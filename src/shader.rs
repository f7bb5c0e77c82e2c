use glam::DVec3;
use std::f64::consts::PI;

/// Lambert-style shading against a single fixed directional light.
///
/// Brightness is the angle between the surface normal and the light
/// direction, normalized to [0, 1]: 0.0 faces the light, 1.0 faces directly
/// away.
#[derive(Clone, Copy, Debug, PartialEq)]
pub struct LambertShader {
    light_dir: DVec3,
}

impl Default for LambertShader {
    fn default() -> Self {
        Self::new(DVec3::new(-1.0, -1.0, 2.0))
    }
}

impl LambertShader {
    /// The direction is normalized once here; `brightness` relies on it.
    pub fn new(light_dir: DVec3) -> Self {
        Self {
            light_dir: light_dir.normalize_or_zero(),
        }
    }

    pub fn light_dir(&self) -> DVec3 {
        self.light_dir
    }

    /// Outward unit normal at a rotated surface point, derived from the ring
    /// point rotated by the same angles. Unit length by construction of the
    /// torus parametrization.
    pub fn surface_normal(point: DVec3, ring: DVec3, minor_radius: f64) -> DVec3 {
        (point - ring) / minor_radius
    }

    /// acos(n . light) / pi for a unit `normal`. The dot product is clamped
    /// to [-1, 1] so rounding drift in the normal can never push acos into
    /// NaN.
    pub fn brightness(&self, normal: DVec3) -> f64 {
        normal.dot(self.light_dir).clamp(-1.0, 1.0).acos() / PI
    }
}
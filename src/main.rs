use std::io;
use termdonut::{Animator, RendererConfig, TerminalGuard};

fn main() -> io::Result<()> {
    let _guard = TerminalGuard::new()?;
    let mut animator = Animator::new(RendererConfig::default());
    animator.run(&mut io::stdout(), None)
}
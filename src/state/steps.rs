//! Wizard steps and the bounded step index

/// One screen of the registration wizard
#[derive(Debug, Clone, Copy, PartialEq, Eq, Hash)]
pub enum Step {
    Personal,
    Family,
    Generations,
    Contact,
    Documents,
    Review,
}

impl Step {
    pub const ALL: [Step; 6] = [
        Step::Personal,
        Step::Family,
        Step::Generations,
        Step::Contact,
        Step::Documents,
        Step::Review,
    ];

    /// Step for a 1-based index, clamped into range
    pub fn from_number(number: usize) -> Self {
        let index = number.clamp(1, Self::ALL.len()) - 1;
        Self::ALL[index]
    }

    /// 1-based position of the step
    pub fn number(&self) -> usize {
        Self::ALL
            .iter()
            .position(|s| s == self)
            .map(|i| i + 1)
            .unwrap_or(1)
    }

    pub fn title(&self) -> &'static str {
        match self {
            Self::Personal => "Personal",
            Self::Family => "Family",
            Self::Generations => "Generations",
            Self::Contact => "Contact",
            Self::Documents => "Documents",
            Self::Review => "Review",
        }
    }

    /// Bilingual heading shown above the step
    pub fn heading(&self) -> &'static str {
        match self {
            Self::Personal => "Personal Information / தனிப்பட்ட தகவல்",
            Self::Family => "Family Information / குடும்ப தகவல்",
            Self::Generations => "Generation Information / தலைமுறை தகவல்",
            Self::Contact => "Contact Information / தொடர்பு தகவல்",
            Self::Documents => "Documents & Photos / ஆவணங்கள் & புகைப்படங்கள்",
            Self::Review => "Review & Submit / சரிபார்த்து சமர்ப்பிக்கவும்",
        }
    }
}

/// Tracks the current step. Navigation clamps instead of failing and never
/// checks whether the current step is complete.
#[derive(Debug, Clone, PartialEq, Eq)]
pub struct StepController {
    current: usize,
    total: usize,
}

impl Default for StepController {
    fn default() -> Self {
        Self::new()
    }
}

impl StepController {
    pub fn new() -> Self {
        Self {
            current: 1,
            total: Step::ALL.len(),
        }
    }

    /// Current 1-based step number
    pub fn current(&self) -> usize {
        self.current
    }

    pub fn total(&self) -> usize {
        self.total
    }

    pub fn step(&self) -> Step {
        Step::from_number(self.current)
    }

    pub fn is_first(&self) -> bool {
        self.current == 1
    }

    pub fn is_last(&self) -> bool {
        self.current == self.total
    }

    /// Move forward one step; stays on the last step
    pub fn advance(&mut self) {
        self.current = (self.current + 1).min(self.total);
    }

    /// Move back one step; stays on the first step
    pub fn retreat(&mut self) {
        self.current = self.current.saturating_sub(1).max(1);
    }

    /// Jump to a 1-based step, clamped into range
    pub fn go_to(&mut self, number: usize) {
        self.current = number.clamp(1, self.total);
    }
}

#[cfg(test)]
mod tests {
    use super::*;

    #[test]
    fn test_starts_on_first_step() {
        let steps = StepController::new();
        assert_eq!(steps.current(), 1);
        assert_eq!(steps.step(), Step::Personal);
        assert!(steps.is_first());
    }

    #[test]
    fn test_advance_clamps_at_last() {
        let mut steps = StepController::new();
        for _ in 0..20 {
            steps.advance();
            assert!((1..=steps.total()).contains(&steps.current()));
        }
        assert!(steps.is_last());
        assert_eq!(steps.step(), Step::Review);
    }

    #[test]
    fn test_retreat_clamps_at_first() {
        let mut steps = StepController::new();
        steps.advance();
        for _ in 0..20 {
            steps.retreat();
            assert!((1..=steps.total()).contains(&steps.current()));
        }
        assert_eq!(steps.current(), 1);
    }

    #[test]
    fn test_interleaved_navigation_stays_in_bounds() {
        let mut steps = StepController::new();
        let moves = [true, false, false, true, true, true, true, true, true, true, false];
        for forward in moves {
            if forward {
                steps.advance();
            } else {
                steps.retreat();
            }
            assert!(steps.current() >= 1 && steps.current() <= steps.total());
        }
        assert_eq!(steps.current(), 5);
    }

    #[test]
    fn test_go_to_clamps() {
        let mut steps = StepController::new();
        steps.go_to(0);
        assert_eq!(steps.current(), 1);
        steps.go_to(99);
        assert_eq!(steps.current(), 6);
        steps.go_to(3);
        assert_eq!(steps.step(), Step::Generations);
    }

    #[test]
    fn test_step_numbers_round_trip() {
        for step in Step::ALL {
            assert_eq!(Step::from_number(step.number()), step);
        }
    }
}
//! Text helpers shared by the dialogs and the document layout

/// Wrap text to fit within a maximum width, measured in characters.
/// Newlines always break; a word longer than the width is split.
pub fn wrap_text(text: &str, max_width: usize) -> Vec<String> {
    let max_width = max_width.max(1);
    let mut lines = Vec::new();

    for paragraph in text.split('\n') {
        if paragraph.trim().is_empty() {
            lines.push(String::new());
            continue;
        }

        let mut current_line = String::new();
        let mut current_len = 0;
        for word in paragraph.split_whitespace() {
            let word_len = word.chars().count();
            if current_len + word_len + 1 > max_width && current_len > 0 {
                lines.push(std::mem::take(&mut current_line));
                current_len = 0;
            }
            if current_len > 0 {
                current_line.push(' ');
                current_len += 1;
            }
            if word_len <= max_width - current_len {
                current_line.push_str(word);
                current_len += word_len;
                continue;
            }
            for c in word.chars() {
                if current_len == max_width {
                    lines.push(std::mem::take(&mut current_line));
                    current_len = 0;
                }
                current_line.push(c);
                current_len += 1;
            }
        }
        if current_len > 0 {
            lines.push(current_line);
        }
    }

    if lines.is_empty() {
        lines.push(String::new());
    }

    lines
}

#[cfg(test)]
mod tests {
    use super::*;
    use pretty_assertions::assert_eq;

    #[test]
    fn test_short_text_is_one_line() {
        assert_eq!(wrap_text("hello world", 20), vec!["hello world"]);
    }

    #[test]
    fn test_wraps_on_word_boundary() {
        assert_eq!(
            wrap_text("one two three four", 9),
            vec!["one two", "three", "four"]
        );
    }

    #[test]
    fn test_newlines_are_kept() {
        assert_eq!(wrap_text("a\n\nb", 10), vec!["a", "", "b"]);
    }

    #[test]
    fn test_long_word_is_split() {
        assert_eq!(wrap_text("abcdefgh", 3), vec!["abc", "def", "gh"]);
    }

    #[test]
    fn test_width_counts_characters_not_bytes() {
        // Each Tamil letter here is three bytes but one char
        let lines = wrap_text("தமிழ் நாடு", 5);
        assert_eq!(lines, vec!["தமிழ்", "நாடு"]);
    }

    #[test]
    fn test_empty_text_yields_one_empty_line() {
        assert_eq!(wrap_text("", 10), vec![String::new()]);
    }
}
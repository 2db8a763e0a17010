//! Dialog components for TUI

mod base;
mod error_dialog;
mod submitting_dialog;

pub use error_dialog::render_error_dialog;
pub use submitting_dialog::render_submitting_dialog;
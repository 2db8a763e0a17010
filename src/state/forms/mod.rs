//! Form domain layer
//!
//! Maps each wizard step to the fields it shows and turns key edits on
//! those fields into [`FormUpdate`](crate::state::FormUpdate)s.

mod field;
mod step_form;

pub use field::{FieldId, FieldKind};
pub use step_form::{apply_edit, step_fields, FieldEdit, FieldOutcome};
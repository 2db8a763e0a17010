//! Field rendering utilities for forms

use crate::state::{FieldId, FieldKind, FormState};
use crate::ui::components::{render_action_button, BUTTON_HEIGHT};
use ratatui::{
    layout::Rect,
    style::{Color, Modifier, Style},
    text::{Line, Span},
    widgets::{Block, Borders, Paragraph, Wrap},
    Frame,
};

/// Rows a field occupies, borders included
pub fn field_height(kind: FieldKind) -> u16 {
    match kind {
        FieldKind::Multiline => 5,
        FieldKind::Action => BUTTON_HEIGHT,
        _ => 3,
    }
}

/// Draw one field of the registration form
pub fn draw_field(frame: &mut Frame, area: Rect, field: FieldId, form: &FormState, is_active: bool) {
    let kind = field.kind();
    if kind == FieldKind::Action {
        let accent = if field.label().starts_with('-') {
            Color::Red
        } else {
            Color::Green
        };
        render_action_button(frame, area, &field.label(), is_active, Some(accent));
        return;
    }

    let read_only = field.is_read_only(form);
    let border_style = if is_active {
        Style::default().fg(Color::Cyan)
    } else {
        Style::default().fg(Color::DarkGray)
    };
    let style = if read_only {
        Style::default().fg(Color::DarkGray).add_modifier(Modifier::ITALIC)
    } else if is_active {
        Style::default().fg(Color::Cyan)
    } else {
        Style::default()
    };

    let value = field.value(form);
    let content = match kind {
        FieldKind::Choice => {
            let shown = if value.is_empty() {
                "Select / தேர்ந்தெடுக்கவும்".to_string()
            } else {
                value
            };
            if is_active {
                Paragraph::new(Line::from(vec![
                    Span::styled("◀ ", Style::default().fg(Color::Cyan)),
                    Span::styled(shown, style),
                    Span::styled(" ▶", Style::default().fg(Color::Cyan)),
                ]))
            } else {
                Paragraph::new(Line::from(Span::styled(shown, style)))
            }
        }
        FieldKind::Toggle => Paragraph::new(Line::from(Span::styled(value, style))),
        FieldKind::Multiline => Paragraph::new(text_lines(&value, style, is_active && !read_only)),
        _ => {
            let display = if value.is_empty() && !is_active {
                "(empty)".to_string()
            } else {
                value
            };
            let mut spans = vec![Span::styled(display, style)];
            if is_active && !read_only {
                spans.push(Span::styled("▌", Style::default().fg(Color::Cyan)));
            }
            Paragraph::new(Line::from(spans))
        }
    };

    let title = if read_only {
        format!(" {} (same as mobile) ", field.label())
    } else {
        format!(" {} ", field.label())
    };
    let block = Block::default()
        .title(title)
        .borders(Borders::ALL)
        .border_style(border_style);

    frame.render_widget(content.wrap(Wrap { trim: false }).block(block), area);
}

fn text_lines(value: &str, style: Style, with_cursor: bool) -> Vec<Line<'static>> {
    let mut lines: Vec<Line> = value
        .split('\n')
        .map(|l| Line::from(Span::styled(l.to_string(), style)))
        .collect();
    if with_cursor {
        let cursor = Span::styled("▌", Style::default().fg(Color::Cyan));
        match lines.last_mut() {
            Some(last) => last.spans.push(cursor),
            None => lines.push(Line::from(cursor)),
        }
    }
    lines
}

/// Index of the first field to draw so that `active` is on screen. Scrolls
/// only as far as needed.
pub fn first_visible(heights: &[u16], active: usize, available: u16) -> usize {
    let Some(&active_height) = heights.get(active) else {
        return 0;
    };
    let mut start = active;
    let mut used = active_height;
    while start > 0 && used + heights[start - 1] <= available {
        start -= 1;
        used += heights[start];
    }
    start
}

#[cfg(test)]
mod tests {
    use super::*;
    use pretty_assertions::assert_eq;

    #[test]
    fn test_no_scroll_when_active_fits() {
        assert_eq!(first_visible(&[3, 3, 3], 2, 20), 0);
        assert_eq!(first_visible(&[3, 3, 3, 3], 1, 6), 0);
    }

    #[test]
    fn test_scrolls_to_keep_active_at_bottom() {
        // 4 fields of 3 rows in a 7 row window: field 3 needs fields 2..=3
        assert_eq!(first_visible(&[3, 3, 3, 3], 3, 7), 2);
        assert_eq!(first_visible(&[3, 5, 3, 3], 2, 8), 1);
    }

    #[test]
    fn test_tall_active_field_is_first() {
        assert_eq!(first_visible(&[3, 3, 5], 2, 4), 2);
    }

    #[test]
    fn test_out_of_range_active_is_top() {
        assert_eq!(first_visible(&[3, 3], 7, 10), 0);
        assert_eq!(first_visible(&[], 0, 10), 0);
    }

    #[test]
    fn test_multiline_fields_are_taller() {
        assert!(field_height(FieldKind::Multiline) > field_height(FieldKind::Text));
        assert_eq!(field_height(FieldKind::Action), BUTTON_HEIGHT);
    }
}
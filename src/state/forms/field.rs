//! Field identifiers for every editable cell of the registration record

use crate::state::registration::{
    generation_ordinal, Attachment, ChildStatus, FormState, Lineage, Occupation, Profession,
    BLOOD_GROUPS, GENDERS,
};

/// How a field accepts input
#[derive(Debug, Clone, Copy, PartialEq, Eq)]
pub enum FieldKind {
    Text,
    Multiline,
    /// Digits only
    Number,
    /// Digits, `+`, `-` and spaces
    Phone,
    /// Left/Right cycles through fixed options
    Choice,
    /// Space/Enter flips a yes/no gate
    Toggle,
    /// File path typed by the user
    Path,
    /// Enter triggers an action (add/remove entry, submit)
    Action,
}

impl FieldKind {
    pub fn accepts_text(&self) -> bool {
        matches!(
            self,
            Self::Text | Self::Multiline | Self::Number | Self::Phone | Self::Path
        )
    }

    /// Whether `c` may be typed into a field of this kind
    pub fn accepts_char(&self, c: char) -> bool {
        match self {
            Self::Text | Self::Multiline | Self::Path => !c.is_control(),
            Self::Number => c.is_ascii_digit(),
            Self::Phone => c.is_ascii_digit() || matches!(c, '+' | '-' | ' '),
            Self::Choice | Self::Toggle | Self::Action => false,
        }
    }
}

#[derive(Debug, Clone, Copy, PartialEq, Eq, Hash)]
pub enum AncestorField {
    Name,
    WhatsappNo,
}

#[derive(Debug, Clone, Copy, PartialEq, Eq, Hash)]
pub enum WifeField {
    Name,
    Occupation,
    BusinessDescription,
    BusinessAddress,
    CompanyName,
    Designation,
}

#[derive(Debug, Clone, Copy, PartialEq, Eq, Hash)]
pub enum ChildField {
    Name,
    Age,
    Gender,
    BloodGroup,
    WhatsappNo,
    Status,
    CourseDetails,
    WorkDetails,
}

#[derive(Debug, Clone, Copy, PartialEq, Eq, Hash)]
pub enum GenerationField {
    Name,
    Relation,
}

/// File types offered for the photo fields
const PHOTO_TYPES: &str = "image file";
/// File types offered for supporting documents
const DOCUMENT_TYPES: &str = "pdf, doc, docx, jpg, jpeg, png";

/// One editable cell (or list action) of [`FormState`]. Indexes are 0-based.
#[derive(Debug, Clone, Copy, PartialEq, Eq, Hash)]
pub enum FieldId {
    // Personal
    Name,
    Age,
    BloodGroup,
    Cast,
    Profession,
    BusinessDescription,
    BusinessAddress,
    CompanyName,
    Designation,

    // Family
    FatherName,
    MotherName,
    Ancestor(Lineage, usize, AncestorField),
    AddAncestor(Lineage),
    RemoveAncestor(Lineage, usize),
    Wife(usize, WifeField),
    AddWife,
    RemoveWife(usize),
    HasChildren,
    ChildrenCount,
    Child(usize, ChildField),

    // Generations
    GrandFatherName,
    GreatGrandFatherName,
    HasAdditionalGeneration,
    Generation(usize, GenerationField),
    AddGeneration,
    RemoveGeneration(usize),

    // Contact
    MobileNo,
    AdditionalMobileNo,
    SameAsWhatsapp,
    WhatsappNo,
    MailId,
    Address,

    // Documents
    ProfilePhoto,
    FamilyPhoto,
    Document(usize),
    AddDocument,
    RemoveDocument(usize),

    // Review
    SaveDocument,
    Submit,
}

impl FieldId {
    pub fn kind(&self) -> FieldKind {
        match self {
            Self::Age => FieldKind::Number,
            Self::BloodGroup | Self::Profession | Self::ChildrenCount => FieldKind::Choice,
            Self::Wife(_, WifeField::Occupation) => FieldKind::Choice,
            Self::Child(_, ChildField::Age) => FieldKind::Number,
            Self::Child(_, ChildField::Gender | ChildField::BloodGroup | ChildField::Status) => {
                FieldKind::Choice
            }
            Self::Child(_, ChildField::WhatsappNo)
            | Self::Ancestor(_, _, AncestorField::WhatsappNo)
            | Self::MobileNo
            | Self::AdditionalMobileNo
            | Self::WhatsappNo => FieldKind::Phone,
            Self::HasChildren | Self::HasAdditionalGeneration | Self::SameAsWhatsapp => {
                FieldKind::Toggle
            }
            Self::Address | Self::BusinessAddress | Self::Wife(_, WifeField::BusinessAddress) => {
                FieldKind::Multiline
            }
            Self::ProfilePhoto | Self::FamilyPhoto | Self::Document(_) => FieldKind::Path,
            Self::AddAncestor(_)
            | Self::RemoveAncestor(..)
            | Self::AddWife
            | Self::RemoveWife(_)
            | Self::AddGeneration
            | Self::RemoveGeneration(_)
            | Self::AddDocument
            | Self::RemoveDocument(_)
            | Self::SaveDocument
            | Self::Submit => FieldKind::Action,
            _ => FieldKind::Text,
        }
    }

    /// Bilingual label; entries of repeated records carry their 1-based number
    pub fn label(&self) -> String {
        match self {
            Self::Name => "Full Name / முழு பெயர் *".to_string(),
            Self::Age => "Age / வயது *".to_string(),
            Self::BloodGroup => "Blood Group / இரத்த வகை *".to_string(),
            Self::Cast => "பட்டப்பெயர் / கூட்டம் (Cast) *".to_string(),
            Self::Profession => "Profession / தொழில் *".to_string(),
            Self::BusinessDescription => "Business Description / தொழில் விவரம்".to_string(),
            Self::BusinessAddress => "Business Address / தொழில் முகவரி".to_string(),
            Self::CompanyName => "Company Name / நிறுவனத்தின் பெயர்".to_string(),
            Self::Designation => "Designation / பதவி".to_string(),
            Self::FatherName => "Father's Name / தந்தை பெயர் *".to_string(),
            Self::MotherName => "Mother's Name / தாய் பெயர் *".to_string(),
            Self::Ancestor(lineage, i, field) => {
                let what = match field {
                    AncestorField::Name => "Name / பெயர்",
                    AncestorField::WhatsappNo => "WhatsApp / வாட்ஸ்அப்",
                };
                format!("{} {} · {}", lineage.label(), i + 1, what)
            }
            Self::AddAncestor(lineage) => format!("+ Add {}", lineage.label()),
            Self::RemoveAncestor(lineage, i) => format!("- Remove {} {}", lineage.label(), i + 1),
            Self::Wife(i, field) => {
                let what = match field {
                    WifeField::Name => "Name / பெயர்",
                    WifeField::Occupation => "Occupation / தொழில்",
                    WifeField::BusinessDescription => "Business Description / தொழில் விவரம்",
                    WifeField::BusinessAddress => "Business Address / தொழில் முகவரி",
                    WifeField::CompanyName => "Company Name / நிறுவனத்தின் பெயர்",
                    WifeField::Designation => "Designation / பதவி",
                };
                format!("Wife {} / மனைவி {} · {}", i + 1, i + 1, what)
            }
            Self::AddWife => "+ Add Wife / மனைவியைச் சேர்".to_string(),
            Self::RemoveWife(i) => format!("- Remove Wife {}", i + 1),
            Self::HasChildren => "Do you have children? / குழந்தைகள் உள்ளனரா?".to_string(),
            Self::ChildrenCount => "Number of children / குழந்தைகளின் எண்ணிக்கை".to_string(),
            Self::Child(i, field) => {
                let what = match field {
                    ChildField::Name => "Name / பெயர் *",
                    ChildField::Age => "Age / வயது *",
                    ChildField::Gender => "Gender / பாலினம் *",
                    ChildField::BloodGroup => "Blood Group / இரத்த வகை *",
                    ChildField::WhatsappNo => "WhatsApp / வாட்ஸ்அப்",
                    ChildField::Status => "Status / நிலை",
                    ChildField::CourseDetails => "Course Details / படிப்பு விவரங்கள்",
                    ChildField::WorkDetails => "Work Details / வேலை விவரங்கள்",
                };
                format!("Child {} / குழந்தை {} · {}", i + 1, i + 1, what)
            }
            Self::GrandFatherName => "Grandfather's Name / தாத்தா பெயர்".to_string(),
            Self::GreatGrandFatherName => {
                "Great Grandfather's Name / கொள்ளுத் தாத்தா பெயர்".to_string()
            }
            Self::HasAdditionalGeneration => {
                "I know about previous generations / முந்தைய தலைமுறைகள்".to_string()
            }
            Self::Generation(i, field) => {
                let what = match field {
                    GenerationField::Name => "Name / பெயர்",
                    GenerationField::Relation => "Relation / உறவு",
                };
                format!("{} · {}", generation_ordinal(*i), what)
            }
            Self::AddGeneration => "+ Add Generation / தலைமுறையைச் சேர்".to_string(),
            Self::RemoveGeneration(i) => format!("- Remove {}", generation_ordinal(*i)),
            Self::MobileNo => "Mobile Number / மொபைல் எண் *".to_string(),
            Self::AdditionalMobileNo => {
                "Additional Mobile Number / கூடுதல் மொபைல் எண்".to_string()
            }
            Self::SameAsWhatsapp => {
                "WhatsApp same as mobile / வாட்ஸ்அப் எண் மொபைல் எண்ணுக்கு சமம்".to_string()
            }
            Self::WhatsappNo => "WhatsApp Number / வாட்ஸ்அப் எண் *".to_string(),
            Self::MailId => "Email ID / மின்னஞ்சல் முகவரி *".to_string(),
            Self::Address => "Address / முகவரி *".to_string(),
            Self::ProfilePhoto => {
                format!("Profile Photo ({PHOTO_TYPES}) / சுயவிவரப் புகைப்படம் *")
            }
            Self::FamilyPhoto => format!("Family Photo ({PHOTO_TYPES}) / குடும்பப் புகைப்படம்"),
            Self::Document(i) => {
                format!("Document {} ({DOCUMENT_TYPES}) / ஆவணம் {}", i + 1, i + 1)
            }
            Self::AddDocument => "+ Add Document / ஆவணத்தைச் சேர்".to_string(),
            Self::RemoveDocument(i) => format!("- Remove Document {}", i + 1),
            Self::SaveDocument => "Save PDF / PDF சேமி".to_string(),
            Self::Submit => "Submit / சமர்ப்பி".to_string(),
        }
    }

    /// Display value of the field in `form`. Choice fields show their label.
    pub fn value(&self, form: &FormState) -> String {
        match self {
            Self::Name => form.name.clone(),
            Self::Age => form.age.clone(),
            Self::BloodGroup => form.blood_group.clone(),
            Self::Cast => form.cast.clone(),
            Self::Profession => form.profession.label().to_string(),
            Self::BusinessDescription => match &form.profession {
                Profession::Business { description, .. } => description.clone(),
                _ => String::new(),
            },
            Self::BusinessAddress => match &form.profession {
                Profession::Business { address, .. } => address.clone(),
                _ => String::new(),
            },
            Self::CompanyName => match &form.profession {
                Profession::Salaried { company_name, .. } => company_name.clone(),
                _ => String::new(),
            },
            Self::Designation => match &form.profession {
                Profession::Salaried { designation, .. } => designation.clone(),
                _ => String::new(),
            },
            Self::FatherName => form.father_name.clone(),
            Self::MotherName => form.mother_name.clone(),
            Self::Ancestor(lineage, i, field) => form
                .lineage(*lineage)
                .get(*i)
                .map(|a| match field {
                    AncestorField::Name => a.name.clone(),
                    AncestorField::WhatsappNo => a.whatsapp_no.clone(),
                })
                .unwrap_or_default(),
            Self::Wife(i, field) => form
                .wives
                .get(*i)
                .map(|w| wife_value(&w.name, &w.occupation, *field))
                .unwrap_or_default(),
            Self::HasChildren => yes_no(form.has_children),
            Self::ChildrenCount => form.children_count.to_string(),
            Self::Child(i, field) => form
                .children
                .get(*i)
                .map(|c| match field {
                    ChildField::Name => c.name.clone(),
                    ChildField::Age => c.age.clone(),
                    ChildField::Gender => c.gender.clone(),
                    ChildField::BloodGroup => c.blood_group.clone(),
                    ChildField::WhatsappNo => c.whatsapp_no.clone(),
                    ChildField::Status => c.status.label().to_string(),
                    ChildField::CourseDetails => match &c.status {
                        ChildStatus::Studying { course_details } => course_details.clone(),
                        _ => String::new(),
                    },
                    ChildField::WorkDetails => match &c.status {
                        ChildStatus::Working { work_details } => work_details.clone(),
                        _ => String::new(),
                    },
                })
                .unwrap_or_default(),
            Self::GrandFatherName => form.grand_father_name.clone(),
            Self::GreatGrandFatherName => form.great_grand_father_name.clone(),
            Self::HasAdditionalGeneration => yes_no(form.has_additional_generation),
            Self::Generation(i, field) => form
                .additional_generation
                .get(*i)
                .map(|g| match field {
                    GenerationField::Name => g.name.clone(),
                    GenerationField::Relation => g.relation.clone(),
                })
                .unwrap_or_default(),
            Self::MobileNo => form.mobile_no.clone(),
            Self::AdditionalMobileNo => form.additional_mobile_no.clone(),
            Self::SameAsWhatsapp => yes_no(form.same_as_whatsapp),
            Self::WhatsappNo => form.whatsapp_no.clone(),
            Self::MailId => form.mail_id.clone(),
            Self::Address => form.address.clone(),
            Self::ProfilePhoto => attachment_value(form.profile_photo.as_ref()),
            Self::FamilyPhoto => attachment_value(form.family_photo.as_ref()),
            Self::Document(i) => attachment_value(form.documents.get(*i)),
            Self::AddAncestor(_)
            | Self::RemoveAncestor(..)
            | Self::AddWife
            | Self::RemoveWife(_)
            | Self::AddGeneration
            | Self::RemoveGeneration(_)
            | Self::AddDocument
            | Self::RemoveDocument(_)
            | Self::SaveDocument
            | Self::Submit => String::new(),
        }
    }

    /// Whether the field is shown but cannot be edited in the current state
    pub fn is_read_only(&self, form: &FormState) -> bool {
        matches!(self, Self::WhatsappNo) && form.same_as_whatsapp
    }

    /// Options offered by choice fields backed by plain strings
    pub fn options(&self) -> &'static [&'static str] {
        match self {
            Self::BloodGroup | Self::Child(_, ChildField::BloodGroup) => BLOOD_GROUPS,
            Self::Child(_, ChildField::Gender) => GENDERS,
            _ => &[],
        }
    }
}

fn wife_value(name: &str, occupation: &Occupation, field: WifeField) -> String {
    match (field, occupation) {
        (WifeField::Name, _) => name.to_string(),
        (WifeField::Occupation, o) => o.label().to_string(),
        (WifeField::BusinessDescription, Occupation::Business { description, .. }) => {
            description.clone()
        }
        (WifeField::BusinessAddress, Occupation::Business { address, .. }) => address.clone(),
        (WifeField::CompanyName, Occupation::Salaried { company_name, .. }) => {
            company_name.clone()
        }
        (WifeField::Designation, Occupation::Salaried { designation, .. }) => designation.clone(),
        _ => String::new(),
    }
}

fn yes_no(value: bool) -> String {
    let label = if value { "Yes / ஆம்" } else { "No / இல்லை" };
    label.to_string()
}

fn attachment_value(attachment: Option<&Attachment>) -> String {
    attachment
        .map(|a| a.path.display().to_string())
        .unwrap_or_default()
}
---*---
*Task*
Only the lines holding the word "Information" belong in the answer; copy them from the listing above.

*Task output*
            Self::Personal => "Personal Information / தனிப்பட்ட தகவல்",
            Self::Family => "Family Information / குடும்ப தகவல்",
            Self::Generations => "Generation Information / தலைமுறை தகவல்",
            Self::Contact => "Contact Information / தொடர்பு தகவல்",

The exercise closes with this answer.